▶ Problem details:
Using the listing below, show all lines that hold the word "defaulted".

▶ Data for the task:
use clap::Parser;

#[tokio::main]
async fn main() {
    let cli = huectl::cli::Cli::parse();
    let exit_code = huectl::run(cli).await;
    std::process::exit(exit_code);
}
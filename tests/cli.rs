use assert_cmd::Command;
use predicates::prelude::*;

#[test]
fn help_lists_subcommands() {
    Command::cargo_bin("huectl")
        .unwrap()
        .arg("--help")
        .assert()
        .success()
        .stdout(predicate::str::contains("register"))
        .stdout(predicate::str::contains("lights"))
        .stdout(predicate::str::contains("set"));
}

#[test]
fn set_without_state_flags_is_rejected_before_any_request() {
    // --light is given so an accidental lights enumeration would be skipped
    // anyway, and the unroutable ip guards against any request going out.
    Command::cargo_bin("huectl")
        .unwrap()
        .args(["--ip", "127.0.0.1:1", "set", "--light", "1"])
        .assert()
        .failure()
        .code(1)
        .stderr(predicate::str::contains("No state changes requested"));
}

#[test]
fn set_rejects_out_of_range_brightness() {
    Command::cargo_bin("huectl")
        .unwrap()
        .args(["--ip", "127.0.0.1:1", "set", "--light", "1", "--bri", "255"])
        .assert()
        .failure()
        .stderr(predicate::str::contains("255"));
}
pub mod info;
pub mod lights;
pub mod output;
pub mod register;
pub mod set;

use clap::{Args, Parser, Subcommand, ValueEnum};

#[derive(Parser)]
#[command(
    name = "huectl",
    version,
    about = "Philips Hue CLI - control lights on a local Hue bridge"
)]
pub struct Cli {
    #[command(subcommand)]
    pub command: Commands,

    /// IP address of the Hue hub
    #[arg(long, env = "HUE_IP", default_value = "192.168.1.3", global = true)]
    pub ip: String,

    /// Username token registered with the hub
    #[arg(
        long,
        env = "HUE_USERNAME",
        default_value = "HueGoRaspberryPiUser",
        global = true
    )]
    pub username: String,

    /// Device type string reported to the hub
    #[arg(
        long,
        env = "HUE_DEVICE_TYPE",
        default_value = "HueGoRaspberryPi",
        global = true
    )]
    pub device_type: String,

    /// Output as human-readable table instead of JSON
    #[arg(short = 't', long = "table", global = true)]
    pub table: bool,

    /// Verbose output (show HTTP requests/responses)
    #[arg(short, long, global = true)]
    pub verbose: bool,
}

#[derive(Subcommand)]
pub enum Commands {
    /// Register the configured username with the hub
    Register,

    /// Dump info about the registered user (lights, config, scenes, ...)
    Info,

    /// Inspect lights
    #[command(subcommand)]
    Lights(lights::LightsCommand),

    /// Change light state
    Set(SetArgs),
}

#[derive(Args)]
pub struct SetArgs {
    /// Light to change; all lights when omitted
    #[arg(long)]
    pub light: Option<String>,

    /// Turn the light on or off
    #[arg(long, value_enum)]
    pub power: Option<PowerState>,

    /// Hue (0-65535)
    #[arg(long)]
    pub hue: Option<u16>,

    /// Saturation (0-254)
    #[arg(long, value_parser = clap::value_parser!(u8).range(0..=254))]
    pub sat: Option<u8>,

    /// Brightness (1-254)
    #[arg(long, value_parser = clap::value_parser!(u8).range(1..=254))]
    pub bri: Option<u8>,
}

#[derive(Clone, Copy, ValueEnum)]
pub enum PowerState {
    On,
    Off,
}
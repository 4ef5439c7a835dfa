use serde::de::DeserializeOwned;
use serde::Deserialize;

use crate::error::{AggregateError, AppError, HubError};

/// One entry of the hub's error envelope: `{"error": {"type", "address",
/// "description"}}`. Every field is defaulted so that success arrays such as
/// `[{"success": {...}}]` still deserialize, with a zero error code.
#[derive(Debug, Default, Deserialize)]
pub struct ErrorEntry {
    #[serde(default)]
    pub error: HubError,
}

/// One entry of the registration success array.
#[derive(Debug, Default, Deserialize)]
pub struct RegisterAck {
    #[serde(default)]
    pub success: RegisterSuccess,
}

#[derive(Debug, Default, Deserialize)]
pub struct RegisterSuccess {
    #[serde(default)]
    pub username: String,
}

/// One per-field acknowledgement from a state PUT, e.g.
/// `{"success": {"/lights/1/state/on": true}}`. Callers usually ignore these.
#[derive(Debug, Default, Deserialize)]
pub struct StateAck {
    #[serde(default)]
    pub success: serde_json::Map<String, serde_json::Value>,
}

/// Classify a hub response body as error(s) or the expected success payload.
///
/// The hub reports failures on the same endpoints as successes, with the
/// payload shape as the only distinguisher. Shape alone is not enough: the
/// success acks are also arrays of single-key objects and would parse as an
/// empty-defaulted error envelope. The envelope is therefore accepted only
/// when it is non-empty and its first entry carries a non-zero error code;
/// anything else falls through to the success parse.
///
/// A success payload that itself contains an `error` object with a non-zero
/// `type` would be misclassified here. The wire protocol offers no
/// unambiguous discriminant, so that ambiguity is inherent.
pub fn decode_body<T: DeserializeOwned>(body: &str) -> Result<T, AppError> {
    if let Ok(entries) = serde_json::from_str::<Vec<ErrorEntry>>(body) {
        if entries.first().is_some_and(|first| first.error.code != 0) {
            let mut errors: Vec<HubError> = entries.into_iter().map(|e| e.error).collect();
            if errors.len() == 1 {
                return Err(AppError::Api(errors.remove(0)));
            }
            return Err(AppError::Aggregate(AggregateError(errors)));
        }
    }

    serde_json::from_str(body).map_err(|source| AppError::MalformedResponse {
        body: body.to_string(),
        source,
    })
}

#[cfg(test)]
mod tests {
    use std::collections::HashMap;

    use super::*;
    use crate::api::errors::ERR_LINK_BUTTON_NOT_PRESSED;
    use crate::models::light::LightSummary;

    #[test]
    fn single_error_entry_yields_api_error() {
        let body = r#"[{"error":{"type":101,"address":"/","description":"link button not pressed"}}]"#;
        let result = decode_body::<Vec<RegisterAck>>(body);
        match result {
            Err(AppError::Api(err)) => {
                assert_eq!(err.code, ERR_LINK_BUTTON_NOT_PRESSED);
                assert_eq!(err.address, "/");
                assert_eq!(err.description, "link button not pressed");
            }
            other => panic!("expected Api error, got {:?}", other.err()),
        }
    }

    #[test]
    fn multiple_error_entries_yield_aggregate_in_order() {
        let body = concat!(
            r#"[{"error":{"type":5,"address":"/lights/1/state/hue","description":"invalid value"}},"#,
            r#"{"error":{"type":6,"address":"/lights/1/state/sat","description":"parameter not available"}}]"#,
        );
        let result = decode_body::<Vec<StateAck>>(body);
        match result {
            Err(AppError::Aggregate(errs)) => {
                assert_eq!(errs.0.len(), 2);
                assert_eq!(errs.0[0].code, 5);
                assert_eq!(errs.0[1].code, 6);
            }
            other => panic!("expected Aggregate error, got {:?}", other.err()),
        }
    }

    #[test]
    fn success_ack_array_is_not_misread_as_error() {
        let body = r#"[{"success":{"/lights/1/state/on":true}},{"success":{"/lights/1/state/bri":200}}]"#;
        let acks = decode_body::<Vec<StateAck>>(body).unwrap();
        assert_eq!(acks.len(), 2);
        assert_eq!(acks[0].success["/lights/1/state/on"], true);
        assert_eq!(acks[1].success["/lights/1/state/bri"], 200);
    }

    #[test]
    fn register_success_extracts_username() {
        let body = r#"[{"success":{"username":"83b7780291a6ceffbe0bd049104df"}}]"#;
        let acks = decode_body::<Vec<RegisterAck>>(body).unwrap();
        assert_eq!(acks[0].success.username, "83b7780291a6ceffbe0bd049104df");
    }

    #[test]
    fn lights_listing_falls_through_to_success_parse() {
        let body = r#"{"1":{"name":"Kitchen"},"2":{"name":"Hall"}}"#;
        let lights = decode_body::<HashMap<String, LightSummary>>(body).unwrap();
        assert_eq!(lights["1"].name, "Kitchen");
        assert_eq!(lights["2"].name, "Hall");
    }

    #[test]
    fn empty_array_is_not_an_error() {
        let acks = decode_body::<Vec<StateAck>>("[]").unwrap();
        assert!(acks.is_empty());
    }

    #[test]
    fn garbage_body_is_malformed_response() {
        let result = decode_body::<Vec<StateAck>>("<html>offline</html>");
        match result {
            Err(AppError::MalformedResponse { body, .. }) => {
                assert_eq!(body, "<html>offline</html>");
            }
            other => panic!("expected MalformedResponse, got {:?}", other.err()),
        }
    }
}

▶ Answer:
/// "description"}}`. Every field is defaulted so that success arrays such as
/// empty-defaulted error envelope. The envelope is therefore accepted only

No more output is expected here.